Völlige Zerschlagung der bisherigen Forststruktur?

Das Land und seine Kommunen, aber auch die privaten Waldbesitzer sind sich in ihrer Ablehnung der kartellrechtlichen Forderungen einig. Ihrer Auffassung nach kommt dies einer völligen Zerschlagung der bisherigen Forststruktur gleich.

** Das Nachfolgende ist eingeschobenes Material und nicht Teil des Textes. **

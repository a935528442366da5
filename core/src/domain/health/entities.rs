use serde::{Deserialize, Serialize};
use utoipa::ToSchema;

use crate::domain::classification::entities::ClassifierMode;

#[derive(Debug, Clone, PartialEq, Eq, Serialize, Deserialize, ToSchema)]
pub struct ReadinessStatus {
    pub classifier: ClassifierMode,
    pub history_entries: usize,
}
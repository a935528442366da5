use std::sync::Arc;

use bytes::Bytes;
use tokio::task;
use tracing::{info, instrument, warn};
use uuid::Uuid;

use crate::domain::{
    allergy::{annotate_allergy_warning, check_allergies},
    classification::{
        entities::ClassificationResult, ports::DishClassifier, preprocessing::decode_image,
    },
    common::{entities::app_errors::CoreError, generate_timestamp, services::Service},
    food_analysis::{
        composer::{compose, encode_png},
        entities::{AnalysisOutcome, AnalysisRecord, PersistenceStatus},
        ports::{FoodAnalysisService, HistoryRepository},
        value_objects::{AnalysisFindings, AnalyzeFoodInput, GetAnalysisHistoryFilter},
    },
    nutrition::{NutritionEstimate, PortionScale},
    storage::ports::ImageStore,
    user_profile::ports::UserProfileRepository,
};

/// Result of the CPU-bound part of an analysis.
struct Inspected {
    classification: ClassificationResult,
    nutrition: NutritionEstimate,
    allergy_detected: Vec<String>,
    /// Annotated image as PNG, only encoded when the analysis is saved.
    png: Option<Result<Bytes, CoreError>>,
}

impl<C, IS, H, P> Service<C, IS, H, P>
where
    C: DishClassifier + 'static,
{
    /// Decodes, classifies, estimates and annotates on the blocking pool.
    async fn inspect(
        &self,
        image_data: Bytes,
        portion: PortionScale,
        allergies: String,
        encode: bool,
    ) -> Result<Inspected, CoreError> {
        let classifier = Arc::clone(&self.classifier);
        let estimator = Arc::clone(&self.nutrition_estimator);
        let catalog = Arc::clone(&self.catalog);
        let font = Arc::clone(&self.overlay_font);

        task::spawn_blocking(move || -> Result<Inspected, CoreError> {
            let mut image = decode_image(&image_data)?;

            let classification = classifier.classify(&image)?;
            let nutrition = estimator.estimate(classification.dish).scale(portion);

            let allergy_detected = check_allergies(&catalog, classification.dish, &allergies);
            annotate_allergy_warning(&mut image, &allergy_detected, &font);

            Ok(Inspected {
                classification,
                nutrition,
                allergy_detected,
                png: encode.then(|| encode_png(&image)),
            })
        })
        .await
        .map_err(|e| CoreError::Internal(format!("analysis task failed: {e}")))?
    }
}

impl<C, IS, H, P> Service<C, IS, H, P>
where
    IS: ImageStore,
{
    /// Deletes the stored images of records that left the history.
    /// Failures are logged; the records are already gone.
    async fn discard_images(&self, records: &[AnalysisRecord]) {
        for record in records {
            let Some(reference) = record.image_ref.as_deref() else {
                continue;
            };

            if let Err(e) = self.image_store.delete_image(reference).await {
                warn!(
                    analysis_id = %record.id,
                    reference = %reference,
                    error = %e,
                    "Failed to delete stored image"
                );
            }
        }
    }
}

impl<C, IS, H, P> FoodAnalysisService for Service<C, IS, H, P>
where
    C: DishClassifier + 'static,
    IS: ImageStore,
    H: HistoryRepository,
    P: UserProfileRepository,
{
    #[instrument(
        skip(self, input),
        fields(
            user = %input.profile.name,
            portion_pct = input.portion_pct,
            save_to_history = input.save_to_history,
        )
    )]
    async fn analyze_food(&self, input: AnalyzeFoodInput) -> Result<AnalysisOutcome, CoreError> {
        let portion = PortionScale::new(input.portion_pct)?;

        let Inspected {
            classification,
            nutrition,
            allergy_detected,
            png,
        } = self.inspect(
            input.image_data,
            portion,
            input.profile.allergies.clone(),
            input.save_to_history,
        )
        .await?;

        let (timestamp, _) = generate_timestamp();
        let findings = AnalysisFindings {
            user: input.profile.name.clone(),
            classification,
            nutrition,
            portion,
            allergy_detected,
            timestamp,
        };
        let health_tip = self.catalog.health_tip(classification.dish).to_string();

        let Some(png) = png else {
            let record = AnalysisRecord::from_findings(findings);
            info!(
                analysis_id = %record.id,
                dish = %record.dish,
                "Analysis completed without saving"
            );

            return Ok(AnalysisOutcome {
                record,
                health_tip,
                classifier: classification.mode,
                persistence: PersistenceStatus::Skipped,
            });
        };

        let composed = compose(self.image_store.as_ref(), findings, png).await;
        let mut record = composed.record;
        let mut failure = composed.persistence.err();

        match self.history_repository.append(record.clone()).await {
            Ok(evicted) => self.discard_images(&evicted).await,
            Err(e) => {
                // The record is not in the history, so its image would be orphaned.
                self.discard_images(std::slice::from_ref(&record)).await;
                record = AnalysisRecord {
                    image_ref: None,
                    ..record
                };
                failure = Some(e);
            }
        }

        let persistence = match failure {
            None => PersistenceStatus::Saved,
            Some(e) => {
                warn!(analysis_id = %record.id, error = %e, "Analysis was not fully persisted");
                PersistenceStatus::Failed {
                    reason: e.to_string(),
                }
            }
        };

        info!(
            analysis_id = %record.id,
            dish = %record.dish,
            confidence = record.confidence,
            calories = record.calories,
            allergies = record.allergy_detected.len(),
            "Analysis completed"
        );

        Ok(AnalysisOutcome {
            record,
            health_tip,
            classifier: classification.mode,
            persistence,
        })
    }

    #[instrument(skip(self))]
    async fn get_analysis_history(
        &self,
        filter: GetAnalysisHistoryFilter,
    ) -> Result<Vec<AnalysisRecord>, CoreError> {
        let records = self.history_repository.list().await?;

        let records = records
            .into_iter()
            .filter(|record| {
                filter
                    .user
                    .as_deref()
                    .is_none_or(|user| record.belongs_to(user))
            })
            .skip(filter.offset.unwrap_or(0))
            .take(filter.limit.unwrap_or(usize::MAX))
            .collect();

        Ok(records)
    }

    #[instrument(skip(self))]
    async fn get_analysis(&self, analysis_id: Uuid) -> Result<AnalysisRecord, CoreError> {
        self.history_repository
            .get(analysis_id)
            .await?
            .ok_or(CoreError::NotFound)
    }

    #[instrument(skip(self))]
    async fn clear_analysis_history(&self) -> Result<usize, CoreError> {
        let removed = self.history_repository.clear().await?;
        self.discard_images(&removed).await;

        info!(removed = removed.len(), "Analysis history cleared");
        Ok(removed.len())
    }
}
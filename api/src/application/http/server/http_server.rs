use std::sync::Arc;

use axum::{
    Router,
    extract::DefaultBodyLimit,
    http::{
        HeaderName, HeaderValue, Method,
        header::{ACCEPT, CONTENT_LENGTH, CONTENT_TYPE, LOCATION},
    },
};
use nutrilens_core::{application::create_service, domain::common::NutrilensConfig};
use tower_http::cors::CorsLayer;
use tracing::{debug, info_span, warn};
use utoipa::OpenApi;
use utoipa_swagger_ui::SwaggerUi;

use crate::{
    application::{
        http::{
            food_analysis::router::food_analysis_routes,
            health::health_routes,
            profile::router::profile_routes,
            server::{app_state::AppState, openapi::ApiDoc},
        },
        profile_middleware::USER_EMAIL_HEADER,
    },
    args::Args,
};

/// Largest accepted request body (image uploads included).
pub const MAX_BODY_SIZE: usize = 10 * 1024 * 1024;

pub async fn state(args: Arc<Args>) -> Result<AppState, anyhow::Error> {
    let config = NutrilensConfig::from(args.as_ref().clone());
    let service = create_service(config).await?;

    Ok(AppState::new(args, service))
}

///  Returns the [`Router`] of this application.
pub fn router(state: AppState) -> Result<Router, anyhow::Error> {
    let trace_layer = tower_http::trace::TraceLayer::new_for_http().make_span_with(
        |request: &axum::extract::Request| {
            let uri: String = request.uri().to_string();
            info_span!("http_request", method = ?request.method(), uri)
        },
    );

    let allowed_origins = state
        .args
        .server
        .allowed_origins
        .iter()
        .filter_map(|origin| match HeaderValue::from_str(origin) {
            Ok(value) => Some(value),
            Err(e) => {
                warn!(origin = %origin, error = %e, "Ignoring invalid allowed origin");
                None
            }
        })
        .collect::<Vec<HeaderValue>>();

    debug!("Allowed origins: {:?}", allowed_origins);

    let cors = CorsLayer::new()
        .allow_methods([Method::GET, Method::POST, Method::DELETE, Method::OPTIONS])
        .allow_origin(allowed_origins)
        .allow_headers([
            CONTENT_TYPE,
            CONTENT_LENGTH,
            ACCEPT,
            LOCATION,
            HeaderName::from_static(USER_EMAIL_HEADER),
        ])
        .allow_credentials(true);

    let mut openapi = ApiDoc::openapi();
    let mut paths = openapi.paths.clone();
    paths.paths = openapi
        .paths
        .paths
        .into_iter()
        .map(|(path, item)| (format!("{}{path}", state.args.server.root_path), item))
        .collect();
    openapi.paths = paths;

    let root_path = state.args.server.root_path.clone();
    let api_docs_url = format!("{}/api-docs/openapi.json", root_path);

    let router = axum::Router::new()
        .merge(SwaggerUi::new(format!("{}/swagger-ui", root_path)).url(api_docs_url, openapi))
        .merge(food_analysis_routes(state.clone()))
        .merge(profile_routes(state.clone()))
        .merge(health_routes(&root_path))
        .layer(DefaultBodyLimit::max(MAX_BODY_SIZE))
        .layer(trace_layer)
        .layer(cors)
        .with_state(state);
    Ok(router)
}
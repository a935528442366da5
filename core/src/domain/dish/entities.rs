use std::{fmt, str::FromStr};

use serde::{Deserialize, Serialize};
use utoipa::ToSchema;

use crate::domain::common::entities::app_errors::CoreError;

/// Dishes the classifier can recognise. Declaration order matches the
/// model's output index order.
#[derive(
    Debug, Clone, Copy, PartialEq, Eq, Hash, PartialOrd, Ord, Serialize, Deserialize, ToSchema,
)]
pub enum DishLabel {
    Apple,
    Burger,
    Avocado,
    Bread,
    Milk,
    Pizza,
}

impl DishLabel {
    pub const ALL: [DishLabel; 6] = [
        DishLabel::Apple,
        DishLabel::Burger,
        DishLabel::Avocado,
        DishLabel::Bread,
        DishLabel::Milk,
        DishLabel::Pizza,
    ];

    pub fn as_str(&self) -> &'static str {
        match self {
            DishLabel::Apple => "Apple",
            DishLabel::Burger => "Burger",
            DishLabel::Avocado => "Avocado",
            DishLabel::Bread => "Bread",
            DishLabel::Milk => "Milk",
            DishLabel::Pizza => "Pizza",
        }
    }

    /// Label for a model output index.
    pub fn from_index(index: usize) -> Option<Self> {
        Self::ALL.get(index).copied()
    }
}

impl fmt::Display for DishLabel {
    fn fmt(&self, f: &mut fmt::Formatter<'_>) -> fmt::Result {
        f.write_str(self.as_str())
    }
}

impl FromStr for DishLabel {
    type Err = CoreError;

    fn from_str(s: &str) -> Result<Self, Self::Err> {
        Self::ALL
            .into_iter()
            .find(|label| label.as_str().eq_ignore_ascii_case(s.trim()))
            .ok_or_else(|| CoreError::Invalid(format!("unknown dish label '{}'", s)))
    }
}
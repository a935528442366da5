pub mod json_file;

pub use json_file::JsonFileUserProfileRepository;
use crate::domain::{
    allergy::value_objects::AllergyProfile,
    dish::{catalog::DishCatalog, entities::DishLabel},
};

/// Ingredient tags of `dish` that appear in the user's allergy list, in the
/// catalog's order.
pub fn check_allergies(catalog: &DishCatalog, dish: DishLabel, user_allergies: &str) -> Vec<String> {
    let profile = AllergyProfile::parse(user_allergies);
    if profile.is_empty() {
        return Vec::new();
    }

    catalog
        .ingredients(dish)
        .iter()
        .filter(|tag| profile.contains(tag))
        .cloned()
        .collect()
}

#[cfg(test)]
mod tests {
    use super::*;

    #[test]
    fn pizza_with_dairy_and_pollen_matches_dairy_only() {
        let catalog = DishCatalog::standard();

        assert_eq!(
            check_allergies(&catalog, DishLabel::Pizza, "dairy, pollen"),
            vec!["dairy".to_string()]
        );
    }

    #[test]
    fn empty_allergy_list_never_matches() {
        let catalog = DishCatalog::standard();

        for dish in DishLabel::ALL {
            assert!(check_allergies(&catalog, dish, "").is_empty());
        }
    }

    #[test]
    fn matches_follow_ingredient_order_not_user_order() {
        let catalog = DishCatalog::standard();

        assert_eq!(
            check_allergies(&catalog, DishLabel::Burger, "SUGAR, Gluten, dairy"),
            vec![
                "gluten".to_string(),
                "dairy".to_string(),
                "sugar".to_string()
            ]
        );
    }

    #[test]
    fn dish_without_ingredients_never_matches() {
        let catalog = DishCatalog::standard();

        assert!(check_allergies(&catalog, DishLabel::Avocado, "dairy, gluten, sugar").is_empty());
    }

    #[test]
    fn substrings_do_not_match() {
        let catalog = DishCatalog::standard();

        assert!(check_allergies(&catalog, DishLabel::Milk, "dair, lactose-dairy").is_empty());
    }
}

Nachdem die Bonner Behörde ihr ursprünglich signalisiertes Entgegenkommen, gewisse staatliche Forst-Dienstleistungen für die Kommunen zu akzeptieren, wieder zurück genommen habe, bleibe nichts als der Gang vors Gericht. „Die Rechtsauffassungen des Bundeskartellamts überzeugen nicht“, heißt es in einer gemeinsamen Stellungnahme von Forstminister Alexander Bonde (Grüne) und den Präsidenten der drei kommunalen Spitzenverbänden: „Daher ist ein gerichtliches Vorgehen gegen eine zu erwartende Untersagungsverfügung voraussichtlich unvermeidbar.“

Zuvor aber feuert das Land volle Breitseite gegen die Bonner Behörde. In der am vergangenen Freitag abgegebenen Stellungnahme werfen die Anwälte des Landes den Wettbewerbswächtern „diverse schwerwiegende Fehler inhaltlicher Art“, veraltete Zahlenangaben, methodische Schwächen, argumentative Widersprüche, aber auch schlicht Ignoranz vor.

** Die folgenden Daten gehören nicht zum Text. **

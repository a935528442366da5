pub mod analyze_food_image;
pub mod clear_analysis_history;
pub mod get_analysis;
pub mod get_analysis_history;
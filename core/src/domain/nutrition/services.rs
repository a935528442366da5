use std::sync::{Mutex, PoisonError};

use rand::{Rng, SeedableRng, rngs::StdRng};
use tracing::debug;

use crate::domain::{dish::entities::DishLabel, nutrition::entities::NutritionEstimate};

pub const MIN_BASE_CALORIES: u32 = 220;
pub const MAX_BASE_CALORIES: u32 = 650;

/// Produces calorie and macro estimates for a classified dish.
///
/// The base calorie value is a synthetic placeholder drawn uniformly from
/// 220..=650 kcal; it does not depend on the dish.
pub struct NutritionEstimator<R = StdRng> {
    rng: Mutex<R>,
}

impl<R: Rng + Send> NutritionEstimator<R> {
    pub fn new(rng: R) -> Self {
        Self {
            rng: Mutex::new(rng),
        }
    }

    pub fn estimate(&self, dish: DishLabel) -> NutritionEstimate {
        let base = self
            .rng
            .lock()
            .unwrap_or_else(PoisonError::into_inner)
            .gen_range(MIN_BASE_CALORIES..=MAX_BASE_CALORIES);

        debug!(dish = %dish, base_calories = base, "Estimated base calories");

        NutritionEstimate::from_calories(base)
    }
}

impl NutritionEstimator<StdRng> {
    pub fn from_entropy() -> Self {
        Self::new(StdRng::from_entropy())
    }
}
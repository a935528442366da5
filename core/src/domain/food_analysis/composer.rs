use std::io::Cursor;

use bytes::Bytes;
use image::{ImageFormat, RgbImage};
use tracing::{debug, instrument};

use crate::domain::{
    common::entities::app_errors::CoreError,
    food_analysis::{entities::AnalysisRecord, value_objects::AnalysisFindings},
    storage::{
        entities::StoredImage,
        ports::ImageStore,
        services::{PNG_CONTENT_TYPE, image_object_key},
    },
};

pub struct Composed {
    pub record: AnalysisRecord,
    /// Outcome of storing the annotated image. The record is usable either way.
    pub persistence: Result<StoredImage, CoreError>,
}

/// Assembles the record and stores the encoded annotated image under
/// `<record id>.png`. An encoding or storage failure leaves `image_ref`
/// empty; no retries.
#[instrument(skip_all, fields(user = %findings.user, dish = %findings.classification.dish))]
pub async fn compose<IS: ImageStore>(
    image_store: &IS,
    findings: AnalysisFindings,
    png: Result<Bytes, CoreError>,
) -> Composed {
    let mut record = AnalysisRecord::from_findings(findings);

    let persistence = match png {
        Ok(payload) => {
            image_store
                .put_image(&image_object_key(record.id), payload, PNG_CONTENT_TYPE)
                .await
        }
        Err(e) => Err(e),
    };

    if let Ok(stored) = &persistence {
        debug!(
            analysis_id = %record.id,
            reference = %stored.reference,
            size_bytes = stored.size_bytes,
            "Stored annotated image"
        );
        record.image_ref = Some(stored.reference.clone());
    }

    Composed {
        record,
        persistence,
    }
}

pub fn encode_png(image: &RgbImage) -> Result<Bytes, CoreError> {
    let mut buffer = Cursor::new(Vec::new());
    image
        .write_to(&mut buffer, ImageFormat::Png)
        .map_err(|e| CoreError::PersistenceError(format!("failed to encode PNG: {e}")))?;

    Ok(Bytes::from(buffer.into_inner()))
}
//! In-memory adapters for service tests.

use std::{
    collections::HashMap,
    sync::{Mutex, MutexGuard},
};

use bytes::Bytes;
use uuid::Uuid;

use crate::domain::{
    common::{DEFAULT_HISTORY_CAPACITY, entities::app_errors::CoreError},
    food_analysis::{entities::AnalysisRecord, ports::HistoryRepository},
    storage::{entities::StoredImage, ports::ImageStore, services::checksum_sha256},
    user_profile::{entities::UserProfile, ports::UserProfileRepository},
};

fn lock<T>(mutex: &Mutex<T>) -> MutexGuard<'_, T> {
    mutex.lock().unwrap_or_else(|e| e.into_inner())
}

#[derive(Default)]
pub struct InMemoryImageStore {
    images: Mutex<HashMap<String, Bytes>>,
    fail_puts: bool,
}

impl InMemoryImageStore {
    pub fn failing() -> Self {
        Self {
            fail_puts: true,
            ..Self::default()
        }
    }

    pub fn get(&self, reference: &str) -> Option<Bytes> {
        lock(&self.images).get(reference).cloned()
    }

    pub fn len(&self) -> usize {
        lock(&self.images).len()
    }
}

impl ImageStore for InMemoryImageStore {
    async fn put_image(
        &self,
        object_key: &str,
        payload: Bytes,
        _content_type: &str,
    ) -> Result<StoredImage, CoreError> {
        if self.fail_puts {
            return Err(CoreError::PersistenceError("image store offline".into()));
        }

        let stored = StoredImage {
            reference: object_key.to_string(),
            size_bytes: payload.len() as u64,
            checksum_sha256: checksum_sha256(&payload),
        };
        lock(&self.images).insert(object_key.to_string(), payload);

        Ok(stored)
    }

    async fn delete_image(&self, reference: &str) -> Result<(), CoreError> {
        lock(&self.images)
            .remove(reference)
            .map(|_| ())
            .ok_or(CoreError::NotFound)
    }
}

pub struct InMemoryHistory {
    records: Mutex<Vec<AnalysisRecord>>,
    capacity: usize,
    fail_appends: bool,
}

impl InMemoryHistory {
    pub fn with_capacity(capacity: usize) -> Self {
        Self {
            records: Mutex::new(Vec::new()),
            capacity,
            fail_appends: false,
        }
    }

    pub fn failing() -> Self {
        Self {
            fail_appends: true,
            ..Self::default()
        }
    }
}

impl Default for InMemoryHistory {
    fn default() -> Self {
        Self::with_capacity(DEFAULT_HISTORY_CAPACITY)
    }
}

impl HistoryRepository for InMemoryHistory {
    async fn append(&self, record: AnalysisRecord) -> Result<Vec<AnalysisRecord>, CoreError> {
        if self.fail_appends {
            return Err(CoreError::PersistenceError("history file locked".into()));
        }

        let mut records = lock(&self.records);
        records.insert(0, record);
        let evicted = if records.len() > self.capacity {
            records.split_off(self.capacity)
        } else {
            Vec::new()
        };

        Ok(evicted)
    }

    async fn list(&self) -> Result<Vec<AnalysisRecord>, CoreError> {
        Ok(lock(&self.records).clone())
    }

    async fn get(&self, id: Uuid) -> Result<Option<AnalysisRecord>, CoreError> {
        Ok(lock(&self.records).iter().find(|r| r.id == id).cloned())
    }

    async fn clear(&self) -> Result<Vec<AnalysisRecord>, CoreError> {
        Ok(std::mem::take(&mut *lock(&self.records)))
    }

    async fn count(&self) -> Result<usize, CoreError> {
        Ok(lock(&self.records).len())
    }
}

#[derive(Default)]
pub struct InMemoryProfiles {
    profiles: Mutex<Vec<UserProfile>>,
}

impl UserProfileRepository for InMemoryProfiles {
    async fn create(&self, profile: UserProfile) -> Result<UserProfile, CoreError> {
        let mut profiles = lock(&self.profiles);
        if profiles.iter().any(|p| p.has_email(&profile.email)) {
            return Err(CoreError::AlreadyExists);
        }
        profiles.push(profile.clone());

        Ok(profile)
    }

    async fn get_by_email(&self, email: &str) -> Result<Option<UserProfile>, CoreError> {
        Ok(lock(&self.profiles).iter().find(|p| p.has_email(email)).cloned())
    }
}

Die Wettbewerbshüter hätten den baden-württembergischen Verwaltungsaufbau sowie die Doppelstellung des Landrats als erster Landkreisbeamter einerseits und als Teil der hoheitlichen Landesverwaltung andererseits „nach wie vor nicht richtig verstanden“, heißt es in der Stellungnahme für das Kartellamt.

Dies verkenne auch, dass das Land mit der Betreuung im Privatwald eben „keine wirtschaftlichen Interessen verfolgt, sondern für das Land die Gemeinwohlleistungen auch des Privatwaldes im Vordergrund des hoheitlichen Handelns stehen“. Es sei eben falsch, den Wald lediglich nach seiner Nutzfunktion zu beurteilen.

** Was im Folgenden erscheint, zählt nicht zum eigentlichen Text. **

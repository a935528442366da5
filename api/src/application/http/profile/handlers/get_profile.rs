use axum::extract::{Path, State};
use nutrilens_core::domain::user_profile::ports::UserProfileService;

use crate::application::http::{
    profile::handlers::create_profile::ProfileResponse,
    server::{
        api_entities::{
            api_error::{ApiError, ApiErrorResponse},
            response::Response,
        },
        app_state::AppState,
    },
};

#[utoipa::path(
    get,
    path = "/{email}",
    tag = "profile",
    summary = "Get profile",
    params(
        ("email" = String, Path, description = "Profile email, case-insensitive"),
    ),
    responses(
        (status = 200, body = ProfileResponse),
        (status = 404, body = ApiErrorResponse),
    ),
)]
pub async fn get_profile(
    Path(email): Path<String>,
    State(state): State<AppState>,
) -> Result<Response<ProfileResponse>, ApiError> {
    let profile = state
        .service
        .get_profile(email)
        .await
        .map_err(|e| match ApiError::from(e) {
            ApiError::NotFound(_) => ApiError::NotFound("Profile not found".to_string()),
            other => other,
        })?;

    Ok(Response::OK(ProfileResponse { data: profile }))
}
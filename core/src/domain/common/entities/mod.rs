pub mod app_errors;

Das Säbelrasseln der Landes – Bonde hat mit der Stellungnahme das Stuttgarter Büro der Wirtschaftskanzlei CMS Hasche Sigle beauftragt – ist ein Vorgeplänkel des zu erwartenden Rechtsstreits vor dem Düsseldorfer Oberlandesgericht. Bonde rechnet bereits in den nächsten Wochen damit, dass Bonn dem Land die bisherige Praxis formell untersagt. Und zwar mit sofortiger Wirkung. Dann, so kündigte Bonde kürzlich den Forstbediensteten an, werde Baden-Württemberg umgehend Rechtsmittel einlegen: „Wir sind von unserer rechtlichen Position überzeugt.“ Es bahnt sich also ein Showdown um Baden-Württembergs Forstverwaltung an – und alle Bundesländer verfolgen ihn gebannt, denn auch ihre Organisation steht damit auf dem Prüfstand.